Stored items

□ □ □

pub mod config;
pub mod db;
pub mod pg_store;
pub mod redis_bus;

pub use config::ServiceConfig;
pub use db::{connect_database, ensure_schema};
pub use pg_store::PgDocumentStore;
pub use redis_bus::RedisBus;
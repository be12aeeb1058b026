use std::collections::{BTreeMap, HashSet};

use pact_core::{FriendEdge, User};

/// Candidate partners for a new contract, split by friendship.
#[derive(Debug, Clone, Default, PartialEq, Eq)]
pub struct PartnerChoices {
    pub friends: Vec<User>,
    pub others: Vec<User>,
}

/// Splits `users` into the actor's friends and everyone else. The actor is
/// never offered as their own partner.
pub fn partition_users(users: &[User], edges: &[FriendEdge], actor_id: &str) -> PartnerChoices {
    let friend_ids: HashSet<&str> = edges
        .iter()
        .filter(|edge| edge.user_id == actor_id)
        .map(|edge| edge.friend_id.as_str())
        .collect();

    let (friends, others): (Vec<User>, Vec<User>) = users
        .iter()
        .filter(|user| user.id != actor_id)
        .cloned()
        .partition(|user| friend_ids.contains(user.id.as_str()));

    PartnerChoices { friends, others }
}

/// Groups users under the uppercased first letter of their name. Names that
/// do not start with a letter go under `#`. Each group is sorted by name.
pub fn group_alphabetically(users: &[User]) -> BTreeMap<char, Vec<User>> {
    let mut groups: BTreeMap<char, Vec<User>> = BTreeMap::new();
    for user in users {
        let key = match user.name.trim_start().chars().next() {
            Some(first) if first.is_alphabetic() => first.to_uppercase().next().unwrap_or(first),
            _ => '#',
        };
        groups.entry(key).or_default().push(user.clone());
    }

    for members in groups.values_mut() {
        members.sort_by(|a, b| {
            a.name
                .to_lowercase()
                .cmp(&b.name.to_lowercase())
                .then_with(|| a.id.cmp(&b.id))
        });
    }
    groups
}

□ □ □

- Task to complete
Could you return the complete set of entries exactly?

- Worked solution
pub mod config;
pub mod db;
pub mod pg_store;
pub mod redis_bus;

pub use config::ServiceConfig;
pub use db::{connect_database, ensure_schema};
pub use pg_store::PgDocumentStore;
pub use redis_bus::RedisBus;
repository be12aeeb1058b026
use std::collections::{BTreeMap, HashSet};

use pact_core::{FriendEdge, User};

/// Candidate partners for a new contract, split by friendship.
#[derive(Debug, Clone, Default, PartialEq, Eq)]
pub struct PartnerChoices {
    pub friends: Vec<User>,
    pub others: Vec<User>,
}

/// Splits `users` into the actor's friends and everyone else. The actor is
/// never offered as their own partner.
pub fn partition_users(users: &[User], edges: &[FriendEdge], actor_id: &str) -> PartnerChoices {
    let friend_ids: HashSet<&str> = edges
        .iter()
        .filter(|edge| edge.user_id == actor_id)
        .map(|edge| edge.friend_id.as_str())
        .collect();

    let (friends, others): (Vec<User>, Vec<User>) = users
        .iter()
        .filter(|user| user.id != actor_id)
        .cloned()
        .partition(|user| friend_ids.contains(user.id.as_str()));

    PartnerChoices { friends, others }
}

/// Groups users under the uppercased first letter of their name. Names that
/// do not start with a letter go under `#`. Each group is sorted by name.
pub fn group_alphabetically(users: &[User]) -> BTreeMap<char, Vec<User>> {
    let mut groups: BTreeMap<char, Vec<User>> = BTreeMap::new();
    for user in users {
        let key = match user.name.trim_start().chars().next() {
            Some(first) if first.is_alphabetic() => first.to_uppercase().next().unwrap_or(first),
            _ => '#',
        };
        groups.entry(key).or_default().push(user.clone());
    }

    for members in groups.values_mut() {
        members.sort_by(|a, b| {
            a.name
                .to_lowercase()
                .cmp(&b.name.to_lowercase())
                .then_with(|| a.id.cmp(&b.id))
        });
    }
    groups
}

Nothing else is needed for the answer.